● **AIM OF THE TASK**
How many lines of the records hold the string "GatewayPersistence"? Reply with the number alone.

"""

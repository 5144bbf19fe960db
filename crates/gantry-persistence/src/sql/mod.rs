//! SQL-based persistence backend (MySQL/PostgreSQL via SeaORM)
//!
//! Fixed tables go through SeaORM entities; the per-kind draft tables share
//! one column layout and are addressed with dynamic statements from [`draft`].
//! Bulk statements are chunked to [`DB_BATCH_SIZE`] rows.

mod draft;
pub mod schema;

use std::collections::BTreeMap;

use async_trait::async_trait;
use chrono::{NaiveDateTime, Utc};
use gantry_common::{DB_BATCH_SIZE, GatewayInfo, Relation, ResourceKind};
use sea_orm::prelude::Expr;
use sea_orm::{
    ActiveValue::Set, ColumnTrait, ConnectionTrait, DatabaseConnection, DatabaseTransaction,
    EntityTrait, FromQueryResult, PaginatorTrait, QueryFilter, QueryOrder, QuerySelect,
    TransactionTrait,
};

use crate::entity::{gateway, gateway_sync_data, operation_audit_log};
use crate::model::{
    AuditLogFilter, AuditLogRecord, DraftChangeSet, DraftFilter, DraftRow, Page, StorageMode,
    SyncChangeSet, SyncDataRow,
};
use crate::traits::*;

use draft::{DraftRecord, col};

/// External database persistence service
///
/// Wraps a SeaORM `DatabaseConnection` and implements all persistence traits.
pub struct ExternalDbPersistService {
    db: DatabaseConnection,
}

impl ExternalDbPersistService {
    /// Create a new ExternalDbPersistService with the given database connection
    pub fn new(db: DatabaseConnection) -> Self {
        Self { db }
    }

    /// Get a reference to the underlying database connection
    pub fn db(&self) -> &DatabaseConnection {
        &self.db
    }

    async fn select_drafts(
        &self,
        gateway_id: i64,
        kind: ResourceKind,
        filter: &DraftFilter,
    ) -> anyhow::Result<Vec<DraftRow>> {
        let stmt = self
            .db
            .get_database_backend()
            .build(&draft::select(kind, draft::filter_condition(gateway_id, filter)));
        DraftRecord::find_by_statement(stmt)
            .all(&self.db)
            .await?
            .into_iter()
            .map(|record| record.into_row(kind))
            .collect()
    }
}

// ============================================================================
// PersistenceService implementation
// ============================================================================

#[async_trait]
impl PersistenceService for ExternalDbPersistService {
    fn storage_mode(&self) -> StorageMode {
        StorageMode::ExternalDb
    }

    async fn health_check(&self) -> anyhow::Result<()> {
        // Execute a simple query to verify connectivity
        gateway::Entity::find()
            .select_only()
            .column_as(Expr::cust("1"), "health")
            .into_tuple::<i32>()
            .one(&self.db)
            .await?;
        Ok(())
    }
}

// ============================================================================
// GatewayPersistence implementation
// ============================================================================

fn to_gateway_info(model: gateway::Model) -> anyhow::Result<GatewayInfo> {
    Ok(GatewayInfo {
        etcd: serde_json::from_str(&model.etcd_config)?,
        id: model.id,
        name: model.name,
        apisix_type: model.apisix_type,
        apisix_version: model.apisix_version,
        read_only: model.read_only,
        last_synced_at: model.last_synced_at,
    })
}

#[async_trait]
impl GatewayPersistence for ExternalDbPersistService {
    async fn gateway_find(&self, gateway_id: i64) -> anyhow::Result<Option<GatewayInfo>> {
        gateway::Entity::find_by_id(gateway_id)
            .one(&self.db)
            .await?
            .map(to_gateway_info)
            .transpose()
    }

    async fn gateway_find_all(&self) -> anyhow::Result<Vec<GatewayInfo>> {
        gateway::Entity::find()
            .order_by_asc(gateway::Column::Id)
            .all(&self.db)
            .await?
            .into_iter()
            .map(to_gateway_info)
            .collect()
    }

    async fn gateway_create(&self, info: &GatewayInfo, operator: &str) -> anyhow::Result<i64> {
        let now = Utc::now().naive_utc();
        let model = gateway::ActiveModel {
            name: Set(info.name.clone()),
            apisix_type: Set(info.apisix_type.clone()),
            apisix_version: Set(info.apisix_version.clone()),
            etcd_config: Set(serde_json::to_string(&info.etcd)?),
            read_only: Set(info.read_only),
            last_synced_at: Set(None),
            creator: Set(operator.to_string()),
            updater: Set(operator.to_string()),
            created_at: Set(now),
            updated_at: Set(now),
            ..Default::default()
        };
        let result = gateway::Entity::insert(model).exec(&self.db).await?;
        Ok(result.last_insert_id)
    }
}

"""
"""

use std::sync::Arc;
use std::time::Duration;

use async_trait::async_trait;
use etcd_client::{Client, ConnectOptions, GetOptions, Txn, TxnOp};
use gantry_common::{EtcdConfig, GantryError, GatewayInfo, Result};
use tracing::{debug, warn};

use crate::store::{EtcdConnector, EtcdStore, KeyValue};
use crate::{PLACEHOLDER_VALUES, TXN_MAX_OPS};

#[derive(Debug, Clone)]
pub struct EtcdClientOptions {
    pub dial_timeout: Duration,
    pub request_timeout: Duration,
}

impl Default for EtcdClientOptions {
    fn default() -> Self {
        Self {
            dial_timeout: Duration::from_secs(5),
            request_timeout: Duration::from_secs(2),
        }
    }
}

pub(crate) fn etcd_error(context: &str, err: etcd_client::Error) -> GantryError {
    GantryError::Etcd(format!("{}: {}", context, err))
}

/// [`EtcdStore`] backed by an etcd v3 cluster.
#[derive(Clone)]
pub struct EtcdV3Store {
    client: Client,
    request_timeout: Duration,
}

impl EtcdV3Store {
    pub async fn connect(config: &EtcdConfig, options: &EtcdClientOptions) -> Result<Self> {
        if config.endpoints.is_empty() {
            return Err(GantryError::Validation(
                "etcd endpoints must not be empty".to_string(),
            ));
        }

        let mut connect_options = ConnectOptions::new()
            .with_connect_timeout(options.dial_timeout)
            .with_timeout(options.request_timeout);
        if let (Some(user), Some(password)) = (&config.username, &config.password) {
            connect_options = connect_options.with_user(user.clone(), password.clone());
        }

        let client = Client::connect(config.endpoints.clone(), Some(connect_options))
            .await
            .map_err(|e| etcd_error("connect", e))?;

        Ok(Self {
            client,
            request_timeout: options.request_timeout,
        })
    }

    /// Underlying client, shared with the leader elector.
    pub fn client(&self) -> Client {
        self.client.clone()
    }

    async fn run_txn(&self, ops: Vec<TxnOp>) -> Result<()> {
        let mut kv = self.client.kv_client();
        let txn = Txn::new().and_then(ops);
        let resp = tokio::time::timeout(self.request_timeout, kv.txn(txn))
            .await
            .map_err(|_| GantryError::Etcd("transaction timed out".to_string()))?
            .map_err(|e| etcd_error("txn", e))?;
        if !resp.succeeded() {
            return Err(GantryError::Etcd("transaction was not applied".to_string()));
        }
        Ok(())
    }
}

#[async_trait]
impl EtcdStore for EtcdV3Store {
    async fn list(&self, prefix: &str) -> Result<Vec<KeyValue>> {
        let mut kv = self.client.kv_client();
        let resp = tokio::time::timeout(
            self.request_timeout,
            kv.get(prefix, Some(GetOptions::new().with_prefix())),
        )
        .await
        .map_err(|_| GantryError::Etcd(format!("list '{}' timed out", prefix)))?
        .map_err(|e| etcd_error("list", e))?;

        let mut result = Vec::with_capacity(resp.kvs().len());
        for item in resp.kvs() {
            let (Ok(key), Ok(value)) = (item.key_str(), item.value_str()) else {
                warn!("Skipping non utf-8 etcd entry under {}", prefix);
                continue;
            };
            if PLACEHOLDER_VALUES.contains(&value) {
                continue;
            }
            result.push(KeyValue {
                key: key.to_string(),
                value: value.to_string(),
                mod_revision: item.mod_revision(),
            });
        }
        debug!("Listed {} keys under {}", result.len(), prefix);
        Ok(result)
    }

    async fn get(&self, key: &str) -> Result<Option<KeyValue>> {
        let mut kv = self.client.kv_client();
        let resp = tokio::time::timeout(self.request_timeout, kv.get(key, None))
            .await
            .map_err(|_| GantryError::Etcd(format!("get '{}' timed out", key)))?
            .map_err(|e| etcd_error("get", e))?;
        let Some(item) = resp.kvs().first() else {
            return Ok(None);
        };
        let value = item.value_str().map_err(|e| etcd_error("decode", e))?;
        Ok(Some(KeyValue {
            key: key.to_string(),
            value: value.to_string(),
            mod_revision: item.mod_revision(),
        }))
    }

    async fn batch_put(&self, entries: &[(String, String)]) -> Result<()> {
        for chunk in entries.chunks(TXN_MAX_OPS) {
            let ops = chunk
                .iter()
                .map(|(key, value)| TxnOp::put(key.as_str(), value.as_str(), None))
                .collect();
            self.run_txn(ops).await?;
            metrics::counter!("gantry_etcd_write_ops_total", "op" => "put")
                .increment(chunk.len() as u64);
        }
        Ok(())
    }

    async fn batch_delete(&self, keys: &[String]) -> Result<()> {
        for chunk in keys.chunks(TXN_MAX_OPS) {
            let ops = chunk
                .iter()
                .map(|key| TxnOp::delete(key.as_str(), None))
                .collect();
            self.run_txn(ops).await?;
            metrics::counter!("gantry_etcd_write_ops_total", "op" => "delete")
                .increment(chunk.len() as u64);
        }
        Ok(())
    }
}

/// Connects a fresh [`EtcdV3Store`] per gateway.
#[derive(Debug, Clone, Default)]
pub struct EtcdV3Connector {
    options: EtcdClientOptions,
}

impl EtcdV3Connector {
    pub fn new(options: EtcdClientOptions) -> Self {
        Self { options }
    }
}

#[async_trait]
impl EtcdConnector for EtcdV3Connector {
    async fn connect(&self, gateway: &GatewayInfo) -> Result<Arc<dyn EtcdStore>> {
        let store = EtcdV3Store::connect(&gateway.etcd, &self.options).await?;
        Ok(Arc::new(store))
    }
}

"""

● **SOLUTION**
2